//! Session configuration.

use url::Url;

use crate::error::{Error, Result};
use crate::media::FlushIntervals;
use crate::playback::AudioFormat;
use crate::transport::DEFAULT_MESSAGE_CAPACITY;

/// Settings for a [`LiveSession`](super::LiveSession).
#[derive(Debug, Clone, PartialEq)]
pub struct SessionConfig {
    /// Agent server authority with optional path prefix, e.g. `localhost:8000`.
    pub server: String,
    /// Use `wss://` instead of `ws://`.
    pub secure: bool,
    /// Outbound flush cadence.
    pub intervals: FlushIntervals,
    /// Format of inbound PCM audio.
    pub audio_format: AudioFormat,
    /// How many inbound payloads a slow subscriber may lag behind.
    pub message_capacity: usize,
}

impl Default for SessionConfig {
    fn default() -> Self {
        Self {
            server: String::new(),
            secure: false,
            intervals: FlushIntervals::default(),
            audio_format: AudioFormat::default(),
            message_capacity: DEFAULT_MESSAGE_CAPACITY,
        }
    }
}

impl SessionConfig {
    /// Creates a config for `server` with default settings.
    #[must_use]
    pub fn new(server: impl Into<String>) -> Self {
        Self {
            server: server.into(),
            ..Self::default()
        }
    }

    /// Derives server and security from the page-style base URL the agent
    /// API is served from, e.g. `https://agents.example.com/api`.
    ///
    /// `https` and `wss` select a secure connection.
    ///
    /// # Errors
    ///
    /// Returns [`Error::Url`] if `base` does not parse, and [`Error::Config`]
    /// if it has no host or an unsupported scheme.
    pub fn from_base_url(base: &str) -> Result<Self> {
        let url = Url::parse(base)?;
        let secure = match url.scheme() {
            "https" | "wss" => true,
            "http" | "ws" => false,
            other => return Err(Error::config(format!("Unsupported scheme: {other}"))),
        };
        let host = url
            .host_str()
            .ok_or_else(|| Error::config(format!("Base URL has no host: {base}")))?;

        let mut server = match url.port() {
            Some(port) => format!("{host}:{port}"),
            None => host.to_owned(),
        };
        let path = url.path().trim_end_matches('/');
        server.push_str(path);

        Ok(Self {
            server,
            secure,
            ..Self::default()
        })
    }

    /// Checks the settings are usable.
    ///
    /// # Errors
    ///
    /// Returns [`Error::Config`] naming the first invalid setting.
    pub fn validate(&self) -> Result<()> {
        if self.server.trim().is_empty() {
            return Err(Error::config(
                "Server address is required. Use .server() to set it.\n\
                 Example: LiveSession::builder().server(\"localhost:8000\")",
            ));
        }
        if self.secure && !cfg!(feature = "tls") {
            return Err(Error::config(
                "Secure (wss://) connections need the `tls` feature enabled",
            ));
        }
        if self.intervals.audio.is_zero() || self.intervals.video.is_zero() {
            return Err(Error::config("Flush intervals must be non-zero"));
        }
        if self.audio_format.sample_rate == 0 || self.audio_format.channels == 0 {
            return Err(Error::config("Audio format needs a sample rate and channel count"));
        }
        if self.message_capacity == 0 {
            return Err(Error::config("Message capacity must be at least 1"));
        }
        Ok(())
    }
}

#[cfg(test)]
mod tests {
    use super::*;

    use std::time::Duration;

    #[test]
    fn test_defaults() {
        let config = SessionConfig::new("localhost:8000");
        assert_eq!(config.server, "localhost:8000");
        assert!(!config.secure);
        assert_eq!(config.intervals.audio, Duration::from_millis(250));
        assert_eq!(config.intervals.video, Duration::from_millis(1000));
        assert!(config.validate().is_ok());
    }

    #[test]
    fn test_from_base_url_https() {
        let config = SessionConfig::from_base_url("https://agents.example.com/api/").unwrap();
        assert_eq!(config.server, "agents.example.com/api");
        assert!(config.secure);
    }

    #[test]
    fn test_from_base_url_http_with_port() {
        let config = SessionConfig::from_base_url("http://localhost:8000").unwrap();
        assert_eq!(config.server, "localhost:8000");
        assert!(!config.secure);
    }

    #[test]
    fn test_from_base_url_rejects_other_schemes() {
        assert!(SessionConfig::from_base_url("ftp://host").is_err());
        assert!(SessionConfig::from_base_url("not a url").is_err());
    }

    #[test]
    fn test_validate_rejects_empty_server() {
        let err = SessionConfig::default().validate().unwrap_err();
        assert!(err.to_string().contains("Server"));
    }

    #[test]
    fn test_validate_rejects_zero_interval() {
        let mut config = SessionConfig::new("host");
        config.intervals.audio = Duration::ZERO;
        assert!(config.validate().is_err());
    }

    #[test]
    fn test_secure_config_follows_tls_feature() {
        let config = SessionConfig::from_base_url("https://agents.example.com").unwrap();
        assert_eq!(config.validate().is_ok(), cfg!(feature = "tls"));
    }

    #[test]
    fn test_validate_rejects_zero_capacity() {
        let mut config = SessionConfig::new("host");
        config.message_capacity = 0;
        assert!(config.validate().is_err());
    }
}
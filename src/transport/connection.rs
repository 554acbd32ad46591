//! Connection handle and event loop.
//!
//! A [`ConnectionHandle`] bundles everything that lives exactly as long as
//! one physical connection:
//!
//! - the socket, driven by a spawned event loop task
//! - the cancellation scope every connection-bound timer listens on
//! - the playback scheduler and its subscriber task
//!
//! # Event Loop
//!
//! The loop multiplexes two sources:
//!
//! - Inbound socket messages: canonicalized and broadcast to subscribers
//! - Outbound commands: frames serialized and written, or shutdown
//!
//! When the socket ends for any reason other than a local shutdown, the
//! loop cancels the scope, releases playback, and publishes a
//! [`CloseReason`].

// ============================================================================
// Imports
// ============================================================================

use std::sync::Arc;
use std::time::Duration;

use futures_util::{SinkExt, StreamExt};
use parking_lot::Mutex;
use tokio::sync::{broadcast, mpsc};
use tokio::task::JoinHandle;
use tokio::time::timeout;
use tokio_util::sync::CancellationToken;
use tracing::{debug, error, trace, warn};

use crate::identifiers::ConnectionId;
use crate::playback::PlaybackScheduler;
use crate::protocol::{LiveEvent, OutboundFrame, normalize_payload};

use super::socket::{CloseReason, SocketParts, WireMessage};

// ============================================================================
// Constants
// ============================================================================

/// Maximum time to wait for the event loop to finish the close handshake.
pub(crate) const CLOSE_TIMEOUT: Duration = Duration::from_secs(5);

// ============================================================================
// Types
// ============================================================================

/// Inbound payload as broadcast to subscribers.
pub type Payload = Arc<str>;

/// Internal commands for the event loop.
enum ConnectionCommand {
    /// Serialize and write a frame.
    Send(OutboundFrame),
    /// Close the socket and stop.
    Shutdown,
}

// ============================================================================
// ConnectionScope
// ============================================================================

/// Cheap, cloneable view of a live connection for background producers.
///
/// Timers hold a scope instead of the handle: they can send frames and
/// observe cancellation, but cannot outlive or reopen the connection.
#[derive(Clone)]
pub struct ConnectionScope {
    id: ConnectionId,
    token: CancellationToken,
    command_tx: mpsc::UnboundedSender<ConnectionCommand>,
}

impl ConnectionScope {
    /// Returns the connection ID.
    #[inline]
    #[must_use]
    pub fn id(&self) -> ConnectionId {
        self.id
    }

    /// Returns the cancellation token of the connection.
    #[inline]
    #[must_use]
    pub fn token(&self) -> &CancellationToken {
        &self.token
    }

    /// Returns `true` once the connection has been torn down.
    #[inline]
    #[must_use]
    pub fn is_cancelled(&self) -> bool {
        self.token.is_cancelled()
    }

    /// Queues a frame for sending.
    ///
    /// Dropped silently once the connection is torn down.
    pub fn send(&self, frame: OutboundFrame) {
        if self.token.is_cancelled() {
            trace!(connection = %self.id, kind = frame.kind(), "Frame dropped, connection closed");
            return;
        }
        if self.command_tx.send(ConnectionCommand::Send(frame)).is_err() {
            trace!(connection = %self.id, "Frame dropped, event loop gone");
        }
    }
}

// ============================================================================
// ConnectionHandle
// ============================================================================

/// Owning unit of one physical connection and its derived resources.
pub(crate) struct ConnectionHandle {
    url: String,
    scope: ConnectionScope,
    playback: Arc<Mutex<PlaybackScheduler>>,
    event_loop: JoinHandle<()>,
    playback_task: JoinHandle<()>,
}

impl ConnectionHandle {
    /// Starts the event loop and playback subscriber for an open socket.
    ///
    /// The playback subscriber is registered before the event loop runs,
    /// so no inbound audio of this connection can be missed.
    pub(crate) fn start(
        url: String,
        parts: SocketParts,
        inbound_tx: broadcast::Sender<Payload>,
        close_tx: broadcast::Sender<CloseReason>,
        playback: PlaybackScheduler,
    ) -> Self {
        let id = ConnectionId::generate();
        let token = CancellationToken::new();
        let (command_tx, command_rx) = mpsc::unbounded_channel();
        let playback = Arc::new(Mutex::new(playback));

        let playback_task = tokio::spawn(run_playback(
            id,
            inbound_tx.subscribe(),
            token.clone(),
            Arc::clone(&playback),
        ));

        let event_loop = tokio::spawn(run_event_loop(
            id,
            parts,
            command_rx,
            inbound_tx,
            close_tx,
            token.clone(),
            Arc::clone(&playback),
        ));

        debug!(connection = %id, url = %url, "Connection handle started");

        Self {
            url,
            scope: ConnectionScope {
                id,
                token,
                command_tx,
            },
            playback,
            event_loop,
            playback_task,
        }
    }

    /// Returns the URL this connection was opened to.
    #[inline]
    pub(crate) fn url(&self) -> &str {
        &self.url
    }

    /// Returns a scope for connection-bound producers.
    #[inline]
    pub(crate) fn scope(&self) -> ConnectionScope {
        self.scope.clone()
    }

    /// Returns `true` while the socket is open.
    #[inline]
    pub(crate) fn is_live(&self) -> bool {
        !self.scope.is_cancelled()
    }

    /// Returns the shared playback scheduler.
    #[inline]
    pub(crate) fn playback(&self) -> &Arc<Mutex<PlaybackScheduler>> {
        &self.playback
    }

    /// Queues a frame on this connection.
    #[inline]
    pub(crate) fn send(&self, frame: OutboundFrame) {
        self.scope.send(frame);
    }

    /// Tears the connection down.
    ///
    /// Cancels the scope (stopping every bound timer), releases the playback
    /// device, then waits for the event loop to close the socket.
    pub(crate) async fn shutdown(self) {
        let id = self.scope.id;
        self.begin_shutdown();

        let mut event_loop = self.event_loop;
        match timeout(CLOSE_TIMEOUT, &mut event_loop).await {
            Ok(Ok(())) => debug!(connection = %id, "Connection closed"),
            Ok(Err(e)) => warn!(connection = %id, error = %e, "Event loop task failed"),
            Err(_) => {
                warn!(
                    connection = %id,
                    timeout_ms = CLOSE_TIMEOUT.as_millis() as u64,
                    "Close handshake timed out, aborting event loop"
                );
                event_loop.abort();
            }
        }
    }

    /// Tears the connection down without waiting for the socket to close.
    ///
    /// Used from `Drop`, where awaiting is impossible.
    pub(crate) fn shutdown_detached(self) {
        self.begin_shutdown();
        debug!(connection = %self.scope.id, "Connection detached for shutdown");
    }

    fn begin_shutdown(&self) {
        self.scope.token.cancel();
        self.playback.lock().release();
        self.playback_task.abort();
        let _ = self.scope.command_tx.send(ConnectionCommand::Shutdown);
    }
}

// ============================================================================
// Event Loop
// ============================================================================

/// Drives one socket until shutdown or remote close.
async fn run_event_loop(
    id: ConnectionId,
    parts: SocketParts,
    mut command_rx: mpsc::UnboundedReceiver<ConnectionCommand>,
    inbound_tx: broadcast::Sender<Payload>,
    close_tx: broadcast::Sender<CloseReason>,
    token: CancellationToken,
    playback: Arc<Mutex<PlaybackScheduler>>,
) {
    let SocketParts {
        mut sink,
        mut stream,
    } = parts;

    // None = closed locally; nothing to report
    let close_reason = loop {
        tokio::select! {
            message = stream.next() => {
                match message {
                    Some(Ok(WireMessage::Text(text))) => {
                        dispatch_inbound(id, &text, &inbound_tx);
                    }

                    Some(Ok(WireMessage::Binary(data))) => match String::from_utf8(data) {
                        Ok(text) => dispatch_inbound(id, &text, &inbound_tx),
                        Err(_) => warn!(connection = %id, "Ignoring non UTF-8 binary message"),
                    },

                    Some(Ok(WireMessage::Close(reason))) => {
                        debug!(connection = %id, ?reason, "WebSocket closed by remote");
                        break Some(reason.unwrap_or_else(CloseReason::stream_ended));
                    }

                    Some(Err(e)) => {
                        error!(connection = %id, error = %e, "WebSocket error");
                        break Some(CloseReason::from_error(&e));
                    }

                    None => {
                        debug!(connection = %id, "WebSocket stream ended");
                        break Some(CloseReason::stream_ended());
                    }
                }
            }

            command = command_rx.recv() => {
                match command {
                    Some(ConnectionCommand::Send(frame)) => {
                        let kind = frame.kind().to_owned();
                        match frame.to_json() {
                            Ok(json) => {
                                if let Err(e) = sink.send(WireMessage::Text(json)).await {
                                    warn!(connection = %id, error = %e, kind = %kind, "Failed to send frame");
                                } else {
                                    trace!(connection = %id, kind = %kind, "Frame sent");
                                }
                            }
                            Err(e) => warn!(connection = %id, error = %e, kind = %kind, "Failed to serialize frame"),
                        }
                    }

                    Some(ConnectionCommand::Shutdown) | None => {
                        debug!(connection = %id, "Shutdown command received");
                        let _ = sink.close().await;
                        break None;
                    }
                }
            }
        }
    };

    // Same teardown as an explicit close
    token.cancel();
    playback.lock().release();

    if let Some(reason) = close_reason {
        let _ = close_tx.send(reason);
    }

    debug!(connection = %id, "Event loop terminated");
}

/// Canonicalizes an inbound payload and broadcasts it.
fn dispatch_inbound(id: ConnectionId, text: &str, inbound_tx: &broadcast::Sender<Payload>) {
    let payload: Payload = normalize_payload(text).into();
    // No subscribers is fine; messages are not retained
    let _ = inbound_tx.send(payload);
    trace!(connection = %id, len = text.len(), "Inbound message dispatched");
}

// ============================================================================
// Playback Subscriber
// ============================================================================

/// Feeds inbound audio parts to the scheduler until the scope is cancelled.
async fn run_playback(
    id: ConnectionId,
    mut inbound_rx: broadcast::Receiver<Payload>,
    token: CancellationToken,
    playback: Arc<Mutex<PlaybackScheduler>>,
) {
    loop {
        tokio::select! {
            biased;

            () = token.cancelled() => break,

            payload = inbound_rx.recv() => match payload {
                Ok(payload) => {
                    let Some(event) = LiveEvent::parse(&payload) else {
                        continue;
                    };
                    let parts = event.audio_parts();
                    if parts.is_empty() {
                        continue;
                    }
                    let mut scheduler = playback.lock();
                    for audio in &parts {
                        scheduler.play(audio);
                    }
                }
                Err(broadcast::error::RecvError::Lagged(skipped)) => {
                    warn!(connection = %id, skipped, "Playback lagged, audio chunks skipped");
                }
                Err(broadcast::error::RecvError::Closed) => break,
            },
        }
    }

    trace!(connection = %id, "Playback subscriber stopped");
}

— WORK INSTRUCTION —
Write out every line from the data above that includes "None".

— RESULT —
            None => host.to_owned(),
    // None = closed locally; nothing to report
                    None => {
                    Some(ConnectionCommand::Shutdown) | None => {
                        break None;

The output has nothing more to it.